The net transfer of money is the final result of many factors.
“Aid, for example, is a positive transfer from the developed
countries to the poorer nations, but debt repayment is a negative
one. Aid has been decreasing.”
The promise of debt cancellation made by the leaders of the
seven most powerful countries in the world (who also happen
to be the biggest creditors) is being implemented too slowly
and timidly for its effects to be perceived. Investment is
a positive transfer of resources when foreign corporations
bring in capital to start operations in a country, but it
weighs negatively in the final account if the profits are
not reinvested in the country but taken out of it. A negative
trade balance (when the country buys abroad more than it exports)
adds to the money outflows.
As a result of declining commodity prices and higher costs
of manufactured items, developing countries, even when exporting
more, earn less. Remittances from migrants working abroad
to their families are a substantial contribution to their
families and contribute to the balance of payments of their
countries of origin, but capital flight erodes those accounts.
Capital flight frequently originates in corruption money
deposited in foreign tax havens, but it is also a result of
legitimate domestic savings being transferred abroad in search
of security from potential financial crises, that in turn
are frequently caused or exacerbated by hot money («portfolio
investment») interested in short-term profits and not
in the well being of the public.
The money originating in developing countries and ending
up in the North doesn’t come from the pockets of the
poor and the workers. They don’t have savings to transfer
abroad; they buy fewer imported luxury items; they don’t
spend money abroad as tourists. It comes from the vaults of
governments, in the form of debt repayments, and from the
pockets of the elite. But governments have to make ends meet,
and they offset their fiscal deficits by cutting essential
services and by raising taxes.
And the savings lost or sent abroad by the wealthy are investments
lost by the country, which in turn would have generated jobs
and taxes. The poor and vulnerable end up suffering the most.
A record of unkept promises
After the fall of the Berlin Wall in 1989 and the subsequent
end of the Cold War, a series of major conferences and summits
1 drew a blueprint for a new era, when the «peace dividend»
was to finally make possible the old ambition to feed, educate
and care for the health of every child on the planet. At the
same time the traditional concept of «development»
(previously understood merely as economic growth) was updated
with concerns for the environment, for human rights, for cultural
diversity and for the condition of women. Civil society organisations
were encouraged to participate, and did so by the thousands,
bringing unusual enthusiasm into the diplomatic negotiating
processes, attracting media coverage and advocating for concrete,
measurable and time-bound commitments.
The Social Watch network was created in 1996 to monitor how
those commitments were being implemented and to urge the leaders
to do better, when needed.

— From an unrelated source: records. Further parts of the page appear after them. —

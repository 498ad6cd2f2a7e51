//! The prompt → load → report loop.

use std::io::{BufRead, Write};

use anyhow::Context;
use bikesharelib::{load_data, City, CityRegistry, DayFilter, FilterSelection, MonthFilter};
use tracing::info;

use crate::prompt::Prompter;
use crate::render::{self, OutputMode};

/// Filters chosen on the command line before the session starts.
#[derive(Debug, Clone, Copy, Default, PartialEq, Eq)]
pub struct Preset {
    pub city: Option<City>,
    pub month: Option<MonthFilter>,
    pub day: Option<DayFilter>,
}

impl Preset {
    /// The full selection, if every filter was given.
    pub fn complete(&self) -> Option<FilterSelection> {
        Some(
            FilterSelection::new(self.city?)
                .month(self.month?)
                .day(self.day?),
        )
    }
}

/// Runs passes until the user declines to restart.
pub struct Session<'a> {
    registry: &'a CityRegistry,
    preset: Preset,
    output_mode: OutputMode,
}

impl<'a> Session<'a> {
    pub fn new(registry: &'a CityRegistry, preset: Preset, output_mode: OutputMode) -> Self {
        Self {
            registry,
            preset,
            output_mode,
        }
    }

    /// Drive the session over `prompter`.
    ///
    /// With a complete preset this is a single pass with no prompts. Load
    /// failures end the session with an error.
    pub fn run<R: BufRead, W: Write>(&self, prompter: &mut Prompter<R, W>) -> anyhow::Result<()> {
        if let Some(selection) = self.preset.complete() {
            return self.pass(prompter.output(), &selection);
        }

        info!("session started");
        loop {
            let selection =
                prompter.get_filters(self.preset.city, self.preset.month, self.preset.day)?;
            let Some(selection) = selection else {
                info!("input closed, stopping");
                break;
            };

            self.pass(prompter.output(), &selection)?;

            if !prompter.ask_restart()? {
                break;
            }
        }
        info!("session stopped");
        Ok(())
    }

    fn pass<W: Write>(&self, out: &mut W, selection: &FilterSelection) -> anyhow::Result<()> {
        let table = load_data(self.registry, selection).with_context(|| {
            format!(
                "could not load trip data for {}",
                selection.city.display_name()
            )
        })?;
        info!(
            city = selection.city.key(),
            month = selection.month.as_str(),
            day = selection.day.as_str(),
            trips = table.len(),
            "loaded selection"
        );
        render::report(out, &table, self.output_mode)?;
        out.flush()?;
        Ok(())
    }
}
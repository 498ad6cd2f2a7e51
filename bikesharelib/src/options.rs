//! Input options for loading and filtering trip data.
//!
//! This module contains the city registry and the filter selection that
//! together decide which file is read and which rows survive.

use serde::{Deserialize, Serialize};
use std::fmt;
use std::path::{Path, PathBuf};
use std::str::FromStr;

use crate::calendar::{self, ALL};
use crate::error::BikeshareError;

/// One of the cities with published trip data.
#[derive(Debug, Clone, Copy, PartialEq, Eq, Hash, Serialize, Deserialize)]
pub enum City {
    Chicago,
    NewYorkCity,
    Washington,
}

impl City {
    /// Every supported city, in prompt order.
    pub const ALL: [City; 3] = [City::Chicago, City::NewYorkCity, City::Washington];

    /// Lowercase key a user types to select this city.
    pub fn key(&self) -> &'static str {
        match self {
            City::Chicago => "chicago",
            City::NewYorkCity => "new york city",
            City::Washington => "washington",
        }
    }

    /// File name of the city's trip data.
    pub fn file_name(&self) -> &'static str {
        match self {
            City::Chicago => "chicago.csv",
            City::NewYorkCity => "new_york_city.csv",
            City::Washington => "washington.csv",
        }
    }

    /// Human readable name.
    pub fn display_name(&self) -> String {
        calendar::title_case(self.key())
    }

    /// Look up a city by its lowercase key.
    pub fn from_key(key: &str) -> Option<City> {
        City::ALL.into_iter().find(|c| c.key() == key)
    }
}

impl FromStr for City {
    type Err = BikeshareError;

    fn from_str(s: &str) -> Result<Self, Self::Err> {
        City::from_key(&s.to_lowercase()).ok_or_else(|| BikeshareError::UnknownCity(s.to_string()))
    }
}

impl fmt::Display for City {
    fn fmt(&self, f: &mut fmt::Formatter<'_>) -> fmt::Result {
        f.write_str(self.key())
    }
}

/// Immutable mapping from city to the path of its CSV file.
#[derive(Debug, Clone, PartialEq, Eq)]
pub struct CityRegistry {
    entries: Vec<(City, PathBuf)>,
}

impl Default for CityRegistry {
    fn default() -> Self {
        Self::new()
    }
}

impl CityRegistry {
    /// Registry with file names relative to the working directory.
    pub fn new() -> Self {
        Self {
            entries: City::ALL
                .into_iter()
                .map(|c| (c, PathBuf::from(c.file_name())))
                .collect(),
        }
    }

    /// Registry with every file resolved under `dir`.
    pub fn with_data_dir(dir: impl AsRef<Path>) -> Self {
        let dir = dir.as_ref();
        Self {
            entries: City::ALL
                .into_iter()
                .map(|c| (c, dir.join(c.file_name())))
                .collect(),
        }
    }

    /// Path of the data file for `city`.
    pub fn path(&self, city: City) -> &Path {
        self.entries
            .iter()
            .find(|(c, _)| *c == city)
            .map(|(_, p)| p.as_path())
            // Every constructor registers all of City::ALL.
            .unwrap_or_else(|| Path::new(city.file_name()))
    }

    /// Lowercase keys of every registered city.
    pub fn keys(&self) -> Vec<&'static str> {
        self.entries.iter().map(|(c, _)| c.key()).collect()
    }
}

/// Month dimension of a filter selection.
#[derive(Debug, Clone, Copy, PartialEq, Eq, Default, Serialize, Deserialize)]
pub enum MonthFilter {
    /// No month filter
    #[default]
    All,
    /// Keep only trips starting in this 1-based month
    Month(u32),
}

impl MonthFilter {
    /// Parse a lowercase month name or `"all"`.
    pub fn parse(value: &str) -> Option<Self> {
        let value = value.to_lowercase();
        if value == ALL {
            return Some(MonthFilter::All);
        }
        calendar::month_number(&value).map(MonthFilter::Month)
    }

    /// Lowercase name of the selection.
    pub fn as_str(&self) -> &'static str {
        match self {
            MonthFilter::All => ALL,
            MonthFilter::Month(n) => calendar::month_name(*n).unwrap_or(ALL),
        }
    }

    /// Every accepted prompt value.
    pub fn allowed() -> Vec<&'static str> {
        calendar::MONTH_NAMES
            .iter()
            .copied()
            .chain(std::iter::once(ALL))
            .collect()
    }
}

/// Weekday dimension of a filter selection.
#[derive(Debug, Clone, Copy, PartialEq, Eq, Default, Serialize, Deserialize)]
pub enum DayFilter {
    /// No weekday filter
    #[default]
    All,
    /// Keep only trips starting on this weekday (Monday = 0)
    Day(u32),
}

impl DayFilter {
    /// Parse a lowercase day name or `"all"`.
    pub fn parse(value: &str) -> Option<Self> {
        let value = value.to_lowercase();
        if value == ALL {
            return Some(DayFilter::All);
        }
        calendar::day_index(&value).map(DayFilter::Day)
    }

    /// Lowercase name of the selection.
    pub fn as_str(&self) -> &'static str {
        match self {
            DayFilter::All => ALL,
            DayFilter::Day(i) => calendar::day_name(*i).unwrap_or(ALL),
        }
    }

    /// Every accepted prompt value.
    pub fn allowed() -> Vec<&'static str> {
        calendar::DAY_NAMES
            .iter()
            .copied()
            .chain(std::iter::once(ALL))
            .collect()
    }
}

/// The (city, month, day) triple chosen for one pass of the session.
#[derive(Debug, Clone, Copy, PartialEq, Eq, Serialize, Deserialize)]
pub struct FilterSelection {
    pub city: City,
    pub month: MonthFilter,
    pub day: DayFilter,
}

impl FilterSelection {
    /// Select a whole city with no month or day filter.
    pub fn new(city: City) -> Self {
        Self {
            city,
            month: MonthFilter::All,
            day: DayFilter::All,
        }
    }

    /// Builder: set month filter
    pub fn month(mut self, month: MonthFilter) -> Self {
        self.month = month;
        self
    }

    /// Builder: set day filter
    pub fn day(mut self, day: DayFilter) -> Self {
        self.day = day;
        self
    }
}

#[cfg(test)]
mod tests {
    use super::*;

    #[test]
    fn test_city_keys() {
        assert_eq!(City::from_key("new york city"), Some(City::NewYorkCity));
        assert_eq!(City::from_key("New York City"), None);
        assert_eq!("Washington".parse::<City>().unwrap(), City::Washington);
        assert!("boston".parse::<City>().is_err());
        assert_eq!(City::NewYorkCity.display_name(), "New York City");
    }

    #[test]
    fn test_registry_paths() {
        let registry = CityRegistry::new();
        assert_eq!(registry.path(City::Chicago), Path::new("chicago.csv"));

        let registry = CityRegistry::with_data_dir("/data");
        assert_eq!(
            registry.path(City::NewYorkCity),
            Path::new("/data/new_york_city.csv")
        );
        assert_eq!(
            registry.keys(),
            vec!["chicago", "new york city", "washington"]
        );
    }

    #[test]
    fn test_month_filter_parse() {
        assert_eq!(MonthFilter::parse("all"), Some(MonthFilter::All));
        assert_eq!(MonthFilter::parse("March"), Some(MonthFilter::Month(3)));
        assert_eq!(MonthFilter::parse("december"), Some(MonthFilter::Month(12)));
        assert_eq!(MonthFilter::parse("mar"), None);
        assert_eq!(MonthFilter::Month(3).as_str(), "march");
        assert_eq!(MonthFilter::allowed().len(), 13);
    }

    #[test]
    fn test_day_filter_parse() {
        assert_eq!(DayFilter::parse("ALL"), Some(DayFilter::All));
        assert_eq!(DayFilter::parse("monday"), Some(DayFilter::Day(0)));
        assert_eq!(DayFilter::parse("Sunday"), Some(DayFilter::Day(6)));
        assert_eq!(DayFilter::parse("funday"), None);
        assert_eq!(DayFilter::Day(1).as_str(), "tuesday");
        assert_eq!(DayFilter::allowed().len(), 8);
    }

    #[test]
    fn test_selection_builder() {
        let sel = FilterSelection::new(City::Chicago)
            .month(MonthFilter::Month(1))
            .day(DayFilter::Day(0));
        assert_eq!(sel.city, City::Chicago);
        assert_eq!(sel.month.as_str(), "january");
        assert_eq!(sel.day.as_str(), "monday");
    }
}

Reports like this one have been
published by Social Watch every year since then, following
indicators, summarising them in tables and, even more importantly,
voicing the findings and concerns of citizen groups reporting
about their daily realities at home.
Each country report is produced by autonomous citizen coalitions,
and is the result of many weeks of research, consultations
and debate. The authors come from different backgrounds. Some
are engaged in defending human rights, while others organise
the poor at the community level. Some work for trade unions
representing thousands of workers, while others concentrate
on gender issues.
What both the global statistics and the national reports
show in Social Watch Report 2003 is that the development promises
have not been kept. Those commitments were made in a world
of fast economic growth that believed in the magic of a revolutionary
«new economy» where bright kids were becoming
millionaires before graduating and countries hoped to «leapfrog»
from abject poverty into the 21st century thanks to an unending
inflow of private capital.
1 Children’s Summit in New York, 1990; Earth Summit
in Rio de Janeiro, 1992; International
Conference on Population and Development in Cairo, 1994;
World Conference on Human Rights, in Vienna, 1993; Global
Conference on Sustainable Development of Small Island Developing
States in Barbados, 1994; World Summit for Social Development
in Copenhagen, 1995; Fourth World Conference on Women in Beijing,
1995; Second United Nations Conference on Human Settlements
(Habitat II), Istanbul, 1996; World Food Summit in Rome, 1996;
Third United Nations Conference on the Least Developed Countries,
in Brussels, 2001; World Conference against Racism, Racial
Discrimination, Xenophobia and Related Intolerance, in Durban
2001.
That the promises were not kept is not just another story
of politicians failing to keep their word once they got elected.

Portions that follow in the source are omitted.